The Avenger 12 - The Flame Breathers (8 page)

Sodolow stopped. His mouth suddenly twisted with pain.

“To plead with him—” he repeated, almost stupidly, as if not knowing that he was speaking aloud.

He screamed.

Smitty felt like putting his hands over his ears to shut out the sound. It was the shriek of a man who suddenly discovers that, beyond all hope, he is doomed! It was the cry of a man already dead, and terribly aware of it.

“Smitty! The pump!” Benson snapped.

Sodolow had taken nothing into his mouth since the two had been there. Hence, unless the poison had been swallowed previously and was just beginning to work, he could not have been poisoned.

Yet he was acting like a man who had been.

He doubled in the middle, and fell to the floor where he writhed in agony!
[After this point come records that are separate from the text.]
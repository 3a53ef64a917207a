pub mod tiktok;

use async_trait::async_trait;
use backon::{ExponentialBuilder, Retryable};
use chrono::{DateTime, Utc};
use serde::{Deserialize, Serialize};
use std::sync::Arc;
use std::time::Duration;

use crate::config_parser::ExtractorConfig;
use crate::error::{Error, ErrorDetails};

/// Substrings that mark a URL as a TikTok video link. Matching is done on
/// the lowercased URL.
const VALID_URL_PATTERNS: [&str; 6] = [
    "tiktok.com/@",
    "tiktok.com/t/",
    "vm.tiktok.com/",
    "vt.tiktok.com/",
    "tiktok.com/video/",
    "m.tiktok.com/",
];

const MIN_URL_LENGTH: usize = 20;

/// Validate a video URL before any network call. Invalid input is rejected
/// here and never reaches an extractor.
pub fn validate_url(url: &str) -> Result<(), Error> {
    if url.is_empty() {
        return Err(Error::new(ErrorDetails::InvalidUrl {
            message: "URL cannot be empty".to_string(),
        }));
    }

    let lowered = url.to_lowercase();
    if !VALID_URL_PATTERNS
        .iter()
        .any(|pattern| lowered.contains(pattern))
    {
        return Err(Error::new(ErrorDetails::InvalidUrl {
            message: "Invalid TikTok URL format".to_string(),
        }));
    }

    if url.len() < MIN_URL_LENGTH {
        return Err(Error::new(ErrorDetails::InvalidUrl {
            message: "URL too short to be valid".to_string(),
        }));
    }

    if url.contains(' ') {
        return Err(Error::new(ErrorDetails::InvalidUrl {
            message: "URL contains spaces".to_string(),
        }));
    }

    Ok(())
}

#[derive(Debug, Clone, Copy, PartialEq, Eq)]
pub struct ExtractOptions {
    pub want_metadata: bool,
    pub want_country: bool,
}

impl Default for ExtractOptions {
    fn default() -> Self {
        Self {
            want_metadata: true,
            want_country: false,
        }
    }
}

/// Everything the source exposes about a video. Only the id is guaranteed;
/// the rest depends on what the page carried.
#[derive(Debug, Clone, Default, PartialEq, Serialize, Deserialize)]
pub struct VideoMetadata {
    pub video_id: String,
    #[serde(default)]
    pub title: Option<String>,
    #[serde(default)]
    pub description: Option<String>,

    #[serde(default)]
    pub author: Option<String>,
    #[serde(default)]
    pub author_username: Option<String>,
    #[serde(default)]
    pub author_id: Option<String>,
    #[serde(default)]
    pub author_avatar: Option<String>,
    #[serde(default)]
    pub author_verified: bool,

    #[serde(default)]
    pub views: u64,
    #[serde(default)]
    pub likes: u64,
    #[serde(default)]
    pub comments: u64,
    #[serde(default)]
    pub shares: u64,
    #[serde(default)]
    pub bookmarks: u64,

    /// Seconds.
    #[serde(default)]
    pub duration: Option<u32>,
    #[serde(default)]
    pub format: Option<String>,
    #[serde(default)]
    pub resolution: Option<String>,
    #[serde(default)]
    pub aspect_ratio: Option<String>,
    /// Bytes.
    #[serde(default)]
    pub filesize: Option<u64>,

    #[serde(default)]
    pub thumbnail: Option<String>,
    #[serde(default)]
    pub cover_image: Option<String>,
    #[serde(default)]
    pub dynamic_cover: Option<String>,

    #[serde(default)]
    pub music: Option<String>,
    #[serde(default)]
    pub music_author: Option<String>,
    #[serde(default)]
    pub music_id: Option<String>,
    #[serde(default)]
    pub music_url: Option<String>,
    #[serde(default)]
    pub original_sound: bool,

    #[serde(default)]
    pub hashtags: Vec<String>,
    #[serde(default)]
    pub mentions: Vec<String>,

    /// Filled only when country detection was requested and entitled.
    #[serde(default)]
    pub country: Option<String>,
    #[serde(default)]
    pub region: Option<String>,

    #[serde(default)]
    pub created_at: Option<DateTime<Utc>>,
    #[serde(default)]
    pub uploaded_at: Option<DateTime<Utc>>,

    #[serde(default)]
    pub is_ad: bool,
    #[serde(default)]
    pub is_commerce: bool,
    #[serde(default)]
    pub language: Option<String>,
}

/// A successfully resolved video: the direct media URL plus whatever
/// metadata was requested.
#[derive(Debug, Clone, PartialEq, Serialize, Deserialize)]
pub struct ResolvedVideo {
    pub video_url: String,
    pub metadata: Option<VideoMetadata>,
}

#[derive(Debug, Clone, Copy, PartialEq, Eq, strum::Display)]
#[strum(serialize_all = "snake_case")]
pub enum ExtractionErrorKind {
    Private,
    NotFound,
    Removed,
    Timeout,
    Unknown,
}

/// A classified extraction failure. These are request outcomes, not gateway
/// errors: the envelope reports them with HTTP 200 and `success: false`.
#[derive(Debug, Clone, PartialEq)]
pub struct ExtractionFailure {
    pub kind: ExtractionErrorKind,
    pub message: String,
}

impl ExtractionFailure {
    pub fn new(kind: ExtractionErrorKind, message: impl Into<String>) -> Self {
        Self {
            kind,
            message: message.into(),
        }
    }

    /// Classify a failure from its message text.
    pub fn classify(message: impl Into<String>) -> Self {
        let message = message.into();
        let lowered = message.to_lowercase();
        let kind = if lowered.contains("private") {
            ExtractionErrorKind::Private
        } else if lowered.contains("not found") || lowered.contains("404") {
            ExtractionErrorKind::NotFound
        } else if lowered.contains("removed") {
            ExtractionErrorKind::Removed
        } else {
            ExtractionErrorKind::Unknown
        };
        Self { kind, message }
    }

    fn timed_out(timeout: Duration) -> Self {
        Self {
            kind: ExtractionErrorKind::Timeout,
            message: format!("Extraction timed out after {}s", timeout.as_secs()),
        }
    }
}

impl std::fmt::Display for ExtractionFailure {
    fn fmt(&self, f: &mut std::fmt::Formatter<'_>) -> std::fmt::Result {
        write!(f, "{}", self.message)
    }
}

impl std::error::Error for ExtractionFailure {}

/// The seam between the pipeline and the upstream source. Production uses
/// [`tiktok::TikTokExtractor`]; tests substitute scripted doubles.
#[async_trait]
pub trait VideoExtractor: Send + Sync {
    async fn extract(
        &self,
        url: &str,
        options: &ExtractOptions,
    ) -> Result<ResolvedVideo, ExtractionFailure>;
}

/// Drives an extractor with a per-attempt timeout and exponential backoff
/// between attempts. Attempts run on a spawned task, so a caller that stops
/// waiting (disconnect, timeout) never cancels an extraction mid-flight.
pub struct ExtractionRetrier {
    extractor: Arc<dyn VideoExtractor>,
    attempt_timeout: Duration,
    max_retries: u32,
}

impl ExtractionRetrier {
    pub fn new(extractor: Arc<dyn VideoExtractor>, config: &ExtractorConfig) -> Self {
        Self {
            extractor,
            attempt_timeout: Duration::from_secs(config.timeout_s),
            max_retries: config.max_retries,
        }
    }

    /// Backoff between attempts: 1s, 2s, 4s, ... `max_times` counts retries
    /// after the first attempt.
    fn backoff(&self) -> ExponentialBuilder {
        ExponentialBuilder::default()
            .with_min_delay(Duration::from_secs(1))
            .with_factor(2.0)
            .with_max_times(self.max_retries.saturating_sub(1) as usize)
    }

    async fn attempt(
        &self,
        url: &str,
        options: ExtractOptions,
    ) -> Result<ResolvedVideo, ExtractionFailure> {
        let extractor = Arc::clone(&self.extractor);
        let url = url.to_string();
        let handle = tokio::spawn(async move { extractor.extract(&url, &options).await });

        match tokio::time::timeout(self.attempt_timeout, handle).await {
            Ok(Ok(outcome)) => outcome,
            Ok(Err(join_error)) => Err(ExtractionFailure::new(
                ExtractionErrorKind::Unknown,
                format!("Extraction task failed: {join_error}"),
            )),
            // The spawned attempt keeps running; we just stop waiting for it
            Err(_) => Err(ExtractionFailure::timed_out(self.attempt_timeout)),
        }
    }

    /// Run the extraction with retries. The first success returns
    /// immediately; exhaustion returns the last failure.
    pub async fn extract(
        &self,
        url: &str,
        options: &ExtractOptions,
    ) -> Result<ResolvedVideo, ExtractionFailure> {
        // The endpoint rejects malformed URLs with 422 long before this
        // point; the guard keeps the no-network invariant for other callers.
        if let Err(error) = validate_url(url) {
            return Err(ExtractionFailure::new(
                ExtractionErrorKind::Unknown,
                error.to_string(),
            ));
        }

        let options = *options;
        (|| self.attempt(url, options))
            .retry(self.backoff())
            .notify(|failure: &ExtractionFailure, delay: Duration| {
                tracing::info!(
                    delay_s = delay.as_secs(),
                    "Extraction attempt failed ({failure}), retrying",
                );
            })
            .await
    }
}
//! Scenarios for the public surface around extraction: probes, routing, and
//! store degradation reporting.

use axum::http::StatusCode;
use serde_json::json;

use clipgate_internal::store::SharedStore;

use crate::common::{
    into_parts, make_gateway_on_store, make_seeded_gateway, ScriptedExtractor, PRO_KEY, VIDEO_URL,
};

#[tokio::test]
async fn test_health_probe() {
    let gateway = make_seeded_gateway(ScriptedExtractor::succeeding());

    let (status, _, body) = into_parts(gateway.get("/health").await).await;
    assert_eq!(status, StatusCode::OK);
    assert_eq!(body, json!({ "status": "ok" }));
}

#[tokio::test]
async fn test_status_reports_store_health() {
    let gateway = make_seeded_gateway(ScriptedExtractor::succeeding());

    let (status, _, body) = into_parts(gateway.get("/status").await).await;
    assert_eq!(status, StatusCode::OK);
    assert_eq!(body["service"], "clipgate");
    assert_eq!(body["status"], "ok");
    assert_eq!(body["store"], "ok");
    assert!(body["version"].is_string());
}

#[tokio::test]
async fn test_status_degrades_on_store_outage() {
    let gateway = make_seeded_gateway(ScriptedExtractor::succeeding());
    gateway
        .store
        .mock_state()
        .expect("mock store")
        .set_healthy(false);

    let (status, _, body) = into_parts(gateway.get("/status").await).await;
    assert_eq!(status, StatusCode::SERVICE_UNAVAILABLE);
    assert_eq!(body["status"], "degraded");
    assert_eq!(body["store"], "unavailable");
}

#[tokio::test]
async fn test_status_reports_disabled_store_as_a_choice() {
    let gateway = make_gateway_on_store(
        "",
        SharedStore::new_disabled(),
        ScriptedExtractor::succeeding(),
    );

    let (status, _, body) = into_parts(gateway.get("/status").await).await;
    assert_eq!(status, StatusCode::OK);
    assert_eq!(body["status"], "ok");
    assert_eq!(body["store"], "disabled");
}

#[tokio::test]
async fn test_unknown_route_is_json_404() {
    let gateway = make_seeded_gateway(ScriptedExtractor::succeeding());

    let (status, _, body) = into_parts(gateway.get("/api/v2/nope").await).await;
    assert_eq!(status, StatusCode::NOT_FOUND);
    assert_eq!(body["error"], "route_not_found");
    assert_eq!(body["detail"], "Route not found: `GET /api/v2/nope`");
}

#[tokio::test]
async fn test_extract_route_rejects_wrong_method() {
    let gateway = make_seeded_gateway(ScriptedExtractor::succeeding());

    // The middleware resolves the key first, then the method router balks
    let request = axum::http::Request::builder()
        .method("GET")
        .uri("/api/v1/video/extract")
        .header("x-api-key", PRO_KEY)
        .body(axum::body::Body::empty())
        .expect("request build failed");
    let response = gateway.request(request).await;
    assert_eq!(response.status(), StatusCode::METHOD_NOT_ALLOWED);
}

#[tokio::test]
async fn test_store_outage_fails_open_for_extraction() {
    let extractor = ScriptedExtractor::succeeding();
    let gateway = make_seeded_gateway(extractor.clone());
    gateway
        .store
        .mock_state()
        .expect("mock store")
        .set_healthy(false);

    // Rate, quota, and cache all degrade; the request still succeeds
    let response = gateway
        .post_extract(Some(PRO_KEY), json!({ "url": VIDEO_URL }))
        .await;
    let (status, _, body) = into_parts(response).await;
    assert_eq!(status, StatusCode::OK);
    assert_eq!(body["success"], true);
    assert_eq!(body["cached"], false);
    assert_eq!(extractor.calls(), 1);

    // With the counter unreadable, no allowance is promised
    assert_eq!(body["requests_remaining"], 0);

    // A repeat bypasses the broken cache and extracts again
    let response = gateway
        .post_extract(Some(PRO_KEY), json!({ "url": VIDEO_URL }))
        .await;
    let (status, _, body) = into_parts(response).await;
    assert_eq!(status, StatusCode::OK);
    assert_eq!(body["cached"], false);
    assert_eq!(extractor.calls(), 2);
}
Foam flecked his lips. His teeth were so ground together that even The Avenger’s iron fingers were put to task to get them apart so the pump could be used.

Benson drained the stomach contents and put them into one of two vials he took from his pocket. The vial was tightly stoppered, was absolutely airtight.

Not half a minute had elasped between the time when Sodolow fell to the floor and the time when his stomach was emptied. But even The Avenger’s foresight and swiftness had not been enough in this case.

Sodolow was dead, struck down as if by lightning!

“Good heavens,” breathed Smitty.

Benson looked down at the dead man, the fourth to go in so short a time. His paralyzed, emotionless face was like a mask. His eyes were like polar ice. Yet Smitty knew there was plenty of emotion under the surface.

The death of this man, whom Benson had come to try to save, was a major defeat. It was all the more of a defeat since Benson had had no time to get real information from him. But the white, still face, of course, showed none of that.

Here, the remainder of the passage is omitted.